Прежде чем направиться к машине, я в последний раз бросаю взгляд в сторону автобуса и вижу, как Браун медленно выбирается на улицу вслед за Трейси. На нём очки и на лицо падает тень от кепки. Я в тайне надеюсь, что парень подойдёт ко мне и хотя бы попрощается, ведь мы даже номерами не обменялись, но Стив останавливается за кучкой ребят и, кажется, даже не смотрит в мою сторону.

Неприятный укол вонзается в мою грудь – я отворачиваюсь и поспешно иду к авто. Хватаюсь за ручку, бросаю рюкзак на заднее сидение, забираюсь в салон, захлопываю дверь и пристёгиваюсь. Вот и всё.

– Привет, – мама нарушает молчание.

Она красит губы помадой, заинтересованно смотря в опущенное зеркало.

– Привет, – только сейчас понимаю, что за всеми мыслями о Стиве Брауне я забываю даже поздороваться с матерью, которую не видела больше двух недель.

Я смотрю на неё. Она совершенно не изменилась: всё такая же идеальная и красивая. С симпатичной причёской, аккуратным маникюром и в летнем бежевом платье.

– Как отдохнула? – мама медленно закрывает помаду, кладёт её в сумочку, так же лениво поднимает зеркало, чтобы оно не мешалось, а потом резко выворачивает руль и давит на газ, словно за нами гонится маньяк.

– Неплохо, – бормочу я, хватаясь за ручку, чтобы не удариться любом о стекло. – В поход ходили. И всё такое.

Мы мчимся по дороге в сторону дома, и я думаю о том, что мама, наверное, когда-то давно пересмотрела фильмы «Форсаж» с Вином Дизелем. Актёр, конечно, красавчик, но в реальности такие поездки когда-нибудь доведут меня до нервного срыва.

– Звучит здорово, – бросает мама, сворачивая на повороте.

– Ага.

Не особо хочется разговаривать, особенно с мамой. Сейчас я хочу съесть что-нибудь вкусненькое, принять горячую ванну и позвонить Нине. Узнать, как у неё дела.

– У меня для тебя есть сюрприз, – говорит мама, когда мы почти подъезжаем к дому.

Я подозрительно кошусь в её сторону. Чтобы мама мне сделала сюрприз? Я даже боюсь представить, что это такое. Наверное, какая-нибудь безделушка.

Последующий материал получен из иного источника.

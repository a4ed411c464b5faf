//! 命令行参数与服务默认配置。

use clap::{Parser, ValueEnum};
use shadow_rs::formatcp;

use crate::build;

const VERSION_INFO: &str = formatcp!(
    r#"{}\ncommit_hash: {}\nbuild_time: {}\nbuild_env: {},{}"#,
    build::PKG_VERSION,
    build::SHORT_COMMIT,
    build::BUILD_TIME,
    build::RUST_VERSION,
    build::RUST_CHANNEL
);

pub const UPLOAD_HEADER_NAME: &str = "filename";
pub const DEFAULT_PORT: u16 = 8000;
pub const DEFAULT_UPLOAD_MAX_SIZE: u64 = 1024 * 1024 * 1024;
pub const DEFAULT_REQUEST_TIMEOUT_SECS: u64 = 300;
pub const DEFAULT_TEMP_TTL_SECS: u64 = 60 * 60;
pub const DEFAULT_LOCK_WAIT_TIMEOUT_SECS: u64 = 30;
pub const TEMP_CLEAN_INTERVAL_SECS: u64 = 900;
pub const SHUTDOWN_GRACE_SECS: u64 = 10;
/// 外层超时在请求时限之外额外留出的秒数。
pub const TIMEOUT_BACKSTOP_SECS: u64 = 60;

/// 上传与抓取文件重名时的处理策略。
#[derive(Clone, Copy, Debug, Default, PartialEq, Eq, ValueEnum)]
pub enum CollisionPolicy {
    /// 在扩展名前追加递增序号：`name.1.ext`、`name.2.ext`……
    #[default]
    Rename,
    /// 直接覆盖已有文件。
    Overwrite,
    /// 拒绝写入，返回 409。
    Reject,
}

/// 控制台运行模式。
#[derive(Clone, Copy, Debug, Default, PartialEq, Eq, ValueEnum)]
pub enum ConsoleMode {
    /// 持久交互式 shell。
    #[default]
    Shell,
    /// 编号菜单。
    Menu,
    /// 无控制台，仅等待终止信号。
    Headless,
}

/// CLI arguments and environment configuration for the server.
#[derive(Parser, Debug)]
#[command(
    name = "hermes-drop",
    version = VERSION_INFO,
    about = "File drop server for penetration testing"
)]
pub struct Args {
    #[arg(
        short = 'd',
        long,
        env = "HERMES_FILES_DIR",
        default_value = "files",
        help = "Directory served over GET"
    )]
    pub files_dir: String,
    #[arg(
        short = 'u',
        long,
        env = "HERMES_UPLOADS_DIR",
        default_value = "uploads",
        help = "Directory receiving POST uploads"
    )]
    pub uploads_dir: String,
    #[arg(
        short = 'l',
        long,
        env = "HERMES_LOGS_DIR",
        default_value = "logs",
        help = "Directory for per-run audit logs"
    )]
    pub logs_dir: String,
    #[arg(
        short = 'b',
        long,
        env = "HERMES_BIND",
        default_value = "0.0.0.0",
        help = "Bind address"
    )]
    pub bind: String,
    #[arg(
        short = 'i',
        long,
        env = "HERMES_INTERFACE",
        conflicts_with = "bind",
        help = "Bind to the address of this network interface (e.g. tun0)"
    )]
    pub interface: Option<String>,
    #[arg(
        short = 'p',
        long,
        env = "HERMES_PORT",
        default_value_t = DEFAULT_PORT,
        help = "HTTP port"
    )]
    pub port: u16,
    #[arg(
        long,
        env = "HERMES_ADVERTISE_HOST",
        help = "Host shown in generated URLs and client commands"
    )]
    pub advertise_host: Option<String>,
    #[arg(
        long,
        env = "HERMES_COLLISION",
        value_enum,
        default_value_t = CollisionPolicy::Rename,
        help = "What to do when a stored file name already exists"
    )]
    pub collision: CollisionPolicy,
    #[arg(
        long,
        env = "HERMES_UPLOAD_MAX_SIZE",
        default_value_t = DEFAULT_UPLOAD_MAX_SIZE,
        help = "Max upload size in bytes"
    )]
    pub upload_max_size: u64,
    #[arg(
        long,
        env = "HERMES_REQUEST_TIMEOUT_SECS",
        default_value_t = DEFAULT_REQUEST_TIMEOUT_SECS,
        help = "Per-request timeout in seconds"
    )]
    pub request_timeout_secs: u64,
    #[arg(
        long,
        env = "HERMES_QUIET_ERRORS",
        help = "Hide internal error details from response bodies"
    )]
    pub quiet_errors: bool,
    #[arg(
        short = 'm',
        long,
        env = "HERMES_MODE",
        value_enum,
        default_value_t = ConsoleMode::Shell,
        help = "Operator console"
    )]
    pub mode: ConsoleMode,
    #[arg(
        long,
        env = "HERMES_TEMP_TTL_SECS",
        default_value_t = DEFAULT_TEMP_TTL_SECS,
        help = "Age after which orphaned temp files are removed (0 to disable)"
    )]
    pub temp_ttl_secs: u64,
}

#[cfg(test)]
mod tests {
    use super::*;

    #[test]
    fn defaults_match_documented_values() {
        let args = Args::try_parse_from(["hermes-drop"]).expect("parse");
        assert_eq!(args.files_dir, "files");
        assert_eq!(args.uploads_dir, "uploads");
        assert_eq!(args.port, DEFAULT_PORT);
        assert_eq!(args.collision, CollisionPolicy::Rename);
        assert_eq!(args.mode, ConsoleMode::Shell);
        assert!(!args.quiet_errors);
        assert_eq!(args.interface, None);
    }

    #[test]
    fn collision_policy_parses_from_cli() {
        let args = Args::try_parse_from(["hermes-drop", "--collision", "reject", "-m", "headless"])
            .expect("parse");
        assert_eq!(args.collision, CollisionPolicy::Reject);
        assert_eq!(args.mode, ConsoleMode::Headless);
    }

    #[test]
    fn interface_and_bind_are_exclusive() {
        let args = Args::try_parse_from(["hermes-drop", "-i", "tun0"]).expect("parse");
        assert_eq!(args.interface.as_deref(), Some("tun0"));
        assert!(Args::try_parse_from(["hermes-drop", "-i", "tun0", "-b", "10.0.0.1"]).is_err());
    }
}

Наш дом я вижу издалека – соседский американский флаг привычно развевается на ветру, ровный газон идеальной полосой проходится по их двору к нашему, и лишь несколько кустов с розами и небольшой белый заборчик отделяют наши дома. Всё-таки приятно вернуться в родные стены, и даже напряжённая атмосфера между мной и матерью сейчас уходит на задний план. Я улыбаюсь. Впервые за последние часы.

Когда мы подъезжаем ближе, я замечаю чью-то фигуру, сидящую у нас на крыльце. Это мужчина в армейских штанах, в зелёной майке и в чёрных берцах на шнурках. На его груди в отблесках солнечных лучей отсвечивают и ослепляют военные жетоны. Я прищуриваюсь и наклоняюсь, что увидеть лицо человека, но мне это и не нужно. Я знаю, кто это.

– Господи… – бормочу я.

Сердце пропускает удар, и я расплываюсь в улыбке. Машина сворачивает к гаражу и останавливается – я поспешно выбираюсь на улицу.

– Папа! – кричу я.

Он смотрит в мою сторону, и его губы расплываются в улыбе. Я огибаю кадиллак и несусь к нему, словно бы от этого зависит моя жизнь. Отец поднимается на ноги спрыгивает с крыльца как раз в тот момент, когда я бросаюсь ему на шею. Слёзы радости застилают глаза, но я не перестаю улыбаться.

– Привет, крольчонок, – весело тянет он, поднимая меня в воздух, а затем опуская обратно на землю.

– Я думала, что ты через несколько дней приедешь! – я отстраняюсь, смахивая со щёк слезинки. – Я так рада тебя видеть. Когда ты вернулся?